Engineers installed equipment and technology between Welwyn Garden City and Hitchin in Hertfordshire this weekend. It will prepare this section of railway for digital signalling from 2025.
We also carried out upgrades in the Peterborough area to move local signalling control to our modern rail operating centre in York.
A new station, a stronger economy
We continued building Beaulieu Park railway station in Essex. This will be the first railway station to be built on the Great Eastern Main Line for over 100 years. The station and the transport links it brings will boost the local economy and provide more opportunities here.
Work included installing track drainage and under-track cable routes, platform work and piling for overhead line structures to give power to electric trains.
Our long-term project to improve emergency access at London Euston station continued.
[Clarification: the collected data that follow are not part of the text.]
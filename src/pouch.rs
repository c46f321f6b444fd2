// src/pouch.rs
// The undrawn remainder of the 75-ball universe for one game.

use crate::defs::{self, Ball};
use crate::drawlog::DrawLog;
use crate::error::GameError;

pub struct Pouch {
    balls: Vec<Ball>,
}

impl Pouch {
    /// A full pouch holding the entire universe.
    pub fn new() -> Self {
        Pouch { balls: defs::universe() }
    }

    /// The pouch as it stands after the given draw log: universe minus
    /// everything already drawn.
    pub fn remaining(log: &DrawLog) -> Self {
        Pouch {
            balls: defs::universe()
                .into_iter()
                .filter(|ball| !log.contains(*ball))
                .collect(),
        }
    }

    pub fn len(&self) -> usize {
        self.balls.len()
    }

    pub fn is_empty(&self) -> bool {
        self.balls.is_empty()
    }

    pub fn balls(&self) -> &[Ball] {
        &self.balls
    }

    /// Draw one ball uniformly at random, without replacement.
    pub fn extract(&mut self) -> Result<Ball, GameError> {
        if self.is_empty() {
            return Err(GameError::ExhaustedPool);
        }
        let random_index = rand::random_range(0..self.len());
        Ok(self.balls.remove(random_index))
    }
}

impl Default for Pouch {
    fn default() -> Self {
        Self::new()
    }
}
Engineers cut and removed concrete from above platforms 14 and 15. They also began building a new bridge.
We hope emergency accesses like these won’t ever need to be used but keeping them in good condition is an important part of managing the railway responsibly.
We also continued working on a £116m resignalling scheme in southwest London and Berkshire as part of the wider Feltham and Wokingham resignalling programme.
In fact, the last train signalled through Feltham Signal Box ran on 26 August. We’ll move signalling to the modern Basingstoke rail operating centre.
This will lead to more reliable journeys and fewer delays on the Windsor Lines – an important route for commuters in and out of London.